Несколько дней мы не разговаривали.
* * *
Копенгаген… Длинные проспекты, пруды, каналы, холодные стекла, пустоты, пустоты… Было много незнакомых своим выражением лиц, странных построек, новых запахов… Шаги на лестнице звучали иначе. Кофе пах как-то не так. Музыка текла подневольно, словно прорываясь сквозь тугую пелену. Дождь был другим. Небо было низким. Вода в каналах тянулась медленно и мучительно влекла за собой: хотелось идти и идти вдоль канала, идти…
Копенгаген существовал вне моего знания о нем. Я это отчетливо ощущал. Он существовал не для таких людей, как я или мой дядя. Мы тут были случайные персонажи, мы были точно не к месту и не у дел. Это было совершенно очевидно. Копенгаген своей строгостью и завуалированной помпезностью как бы старался исподволь дать это понять, ощутить, чтобы я осознал это и сам убрался поскорее.
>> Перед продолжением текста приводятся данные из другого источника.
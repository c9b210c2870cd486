use reqwest::{RequestBuilder, Response};
use serde::Serialize;
use serde::de::DeserializeOwned;
use uuid::Uuid;

use pulse_insights::aggregate::DashboardOverview;
use pulse_types::api::{
    FeedbackPage, LoginRequest, LoginResponse, NewFeedback, NewIssue, PasswordResetConfirm, PasswordResetRequest,
    RegisterRequest, RegisterResponse, TeamRoster, UpdateIssue, UpdateProfile, UsernameAvailability,
};
use pulse_types::models::{Feedback, Issue, User};
use pulse_types::query::FeedbackQuery;

use crate::error::ClientError;

pub type Result<T> = std::result::Result<T, ClientError>;

/// REST client bound to one server. Holds the session token once signed in.
#[derive(Debug, Clone)]
pub struct PulseClient {
    http: reqwest::Client,
    base_url: String,
    token: Option<String>,
}

impl PulseClient {
    pub fn new(base_url: &str) -> Self {
        Self {
            http: reqwest::Client::new(),
            base_url: base_url.trim_end_matches('/').to_string(),
            token: None,
        }
    }

    pub fn with_token(mut self, token: impl Into<String>) -> Self {
        self.token = Some(token.into());
        self
    }

    pub fn base_url(&self) -> &str {
        &self.base_url
    }

    pub fn token(&self) -> Option<&str> {
        self.token.as_deref()
    }

    pub(crate) fn url(&self, path: &str) -> String {
        format!("{}/{}", self.base_url, path.trim_start_matches('/'))
    }

    fn authed(&self, req: RequestBuilder) -> Result<RequestBuilder> {
        let token = self.token.as_deref().ok_or(ClientError::NotSignedIn)?;
        Ok(req.bearer_auth(token))
    }

    async fn get<T: DeserializeOwned>(&self, path: &str) -> Result<T> {
        let resp = self.authed(self.http.get(self.url(path)))?.send().await?;
        read_json(resp).await
    }

    async fn send_json<B: Serialize, T: DeserializeOwned>(&self, req: RequestBuilder, body: &B) -> Result<T> {
        let resp = self.authed(req)?.json(body).send().await?;
        read_json(resp).await
    }

    // -- Auth --

    pub async fn register(&mut self, email: &str, password: &str, username: &str) -> Result<RegisterResponse> {
        let body = RegisterRequest {
            email: email.to_string(),
            password: password.to_string(),
            username: username.to_string(),
        };
        let resp = self.http.post(self.url("/auth/register")).json(&body).send().await?;
        let registered: RegisterResponse = read_json(resp).await?;
        self.token = Some(registered.token.clone());
        Ok(registered)
    }

    pub async fn login(&mut self, email: &str, password: &str) -> Result<LoginResponse> {
        let body = LoginRequest {
            email: email.to_string(),
            password: password.to_string(),
        };
        let resp = self.http.post(self.url("/auth/login")).json(&body).send().await?;
        let session: LoginResponse = read_json(resp).await?;
        self.token = Some(session.token.clone());
        Ok(session)
    }

    /// Tell the server, then forget the token whatever it answered.
    pub async fn logout(&mut self) -> Result<()> {
        let result = match self.authed(self.http.post(self.url("/auth/logout"))) {
            Ok(req) => expect_empty(req.send().await?).await,
            Err(e) => Err(e),
        };
        self.token = None;
        result
    }

    pub async fn request_password_reset(&self, email: &str) -> Result<()> {
        let body = PasswordResetRequest { email: email.to_string() };
        let resp = self.http.post(self.url("/auth/reset-password")).json(&body).send().await?;
        expect_empty(resp).await
    }

    pub async fn confirm_password_reset(&self, token: &str, new_password: &str) -> Result<()> {
        let body = PasswordResetConfirm {
            token: token.to_string(),
            new_password: new_password.to_string(),
        };
        let resp = self
            .http
            .post(self.url("/auth/reset-password/confirm"))
            .json(&body)
            .send()
            .await?;
        expect_empty(resp).await
    }

    pub async fn username_available(&self, username: &str) -> Result<bool> {
        let resp = self
            .http
            .get(self.url("/auth/username-available"))
            .query(&[("username", username)])
            .send()
            .await?;
        let answer: UsernameAvailability = read_json(resp).await?;
        Ok(answer.available)
    }

    // -- Feedbacks --

    pub async fn insert_feedback(&self, feedback: &NewFeedback) -> Result<Feedback> {
        self.send_json(self.http.post(self.url("/feedbacks")), feedback).await
    }

    pub async fn query_feedbacks(&self, query: &FeedbackQuery) -> Result<FeedbackPage> {
        self.send_json(self.http.post(self.url("/feedbacks/query")), query).await
    }

    pub async fn mark_processed(&self, id: Uuid) -> Result<Feedback> {
        let resp = self
            .authed(self.http.post(self.url(&format!("/feedbacks/{}/processed", id))))?
            .send()
            .await?;
        read_json(resp).await
    }

    pub async fn delete_feedback(&self, id: Uuid) -> Result<()> {
        let resp = self
            .authed(self.http.delete(self.url(&format!("/feedbacks/{}", id))))?
            .send()
            .await?;
        expect_empty(resp).await
    }

    // -- Issues --

    pub async fn list_issues(&self, limit: u32) -> Result<Vec<Issue>> {
        self.get(&format!("/issues?limit={}", limit)).await
    }

    pub async fn create_issue(&self, title: &str) -> Result<Issue> {
        let body = NewIssue { issue_title: title.to_string() };
        self.send_json(self.http.post(self.url("/issues")), &body).await
    }

    pub async fn update_issue(&self, id: Uuid, title: &str) -> Result<Issue> {
        let body = UpdateIssue { issue_title: title.to_string() };
        self.send_json(self.http.patch(self.url(&format!("/issues/{}", id))), &body)
            .await
    }

    pub async fn delete_issue(&self, id: Uuid) -> Result<()> {
        let resp = self
            .authed(self.http.delete(self.url(&format!("/issues/{}", id))))?
            .send()
            .await?;
        expect_empty(resp).await
    }

    // -- Team & settings --

    pub async fn roster(&self) -> Result<Vec<User>> {
        let roster: TeamRoster = self.get("/team").await?;
        Ok(roster.members)
    }

    pub async fn profile(&self) -> Result<User> {
        self.get("/settings/profile").await
    }

    pub async fn update_profile(&self, update: &UpdateProfile) -> Result<User> {
        self.send_json(self.http.put(self.url("/settings/profile")), update).await
    }

    /// Overview computed server-side; `load_dashboard` is the local variant.
    pub async fn server_overview(&self, tz_offset_minutes: i32) -> Result<DashboardOverview> {
        self.get(&format!("/insights/overview?tz_offset_minutes={}", tz_offset_minutes))
            .await
    }
}

async fn read_json<T: DeserializeOwned>(resp: Response) -> Result<T> {
    let status = resp.status();
    let bytes = resp.bytes().await?;
    if !status.is_success() {
        return Err(ClientError::Http {
            status,
            body: String::from_utf8_lossy(&bytes).into_owned(),
        });
    }
    Ok(serde_json::from_slice(&bytes)?)
}

async fn expect_empty(resp: Response) -> Result<()> {
    let status = resp.status();
    if !status.is_success() {
        let body = resp.text().await.unwrap_or_default();
        return Err(ClientError::Http { status, body });
    }
    Ok(())
}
Этим мне Копен напоминал Питер. Безразличием, холодом, серостью, погодой, водой. Золотая спираль церкви Нашего Спасителя напоминала Адмиралтейскую стрелу. Здания биржи с парламентом тоже что-то напоминали. Кругом были позеленевшие крыши и скульптуры. Какие-то короли на конях, какие-то драконы со спиралевидными хвостами. Каналы. Разводные мосты. Я всегда мучительно переносил поездки в Питер, куда каждое лето меня тащила с собой мать, чтобы провести по музеям, церквям и паркам, чтобы я «пропитался культурой». Ей надо было меня «приобщать к истории». Таким вот смешным образом. Ей непременно надо было пройтись по набережным. Сфотографироваться возле какой-нибудь толстенной цепи или ростральной колонны. У нас дома было так много бестолковых фотографий, и все черно-белые! Сделанные дядиной «Чайкой II». Теперь мне казалось, что случилось самое жуткое: я попал в серию таких черно-белых снимков — то у колонны, то у цепи. Дядя наделал их в избытке, я был в самой различной одежде, при самом разном освещении, чтобы потом слать их матери, в течение года, а то и двух. Смотря как пойдет… Он запасся: ведь это ему за мной разгребать (он смирился с тем, что я никуда не еду, только затем чтобы поскорее сплавить меня в датские лагеря).
— Тебя забросят куда-нибудь на Юлланд, и ты не станешь делать фотографий и слать их мне. Матери ничего слать нельзя. Забудь ее адрес вообще. Тверди легенду! Забудь слово Прибалтика!
Он был прав; насчет писем не ошибался. Я не стал бы писать, и не слал. (Он спал и видел, как я гнию посреди юлландской пустоши!)
Он заставлял меня часами писать письма домой. На много месяцев вперед. Под его диктовку. Чтобы он потом посылал, вложив их в свои письма.
— Конспирация должна соблюдаться. Такое забудут не скоро. Садись, пиши письма!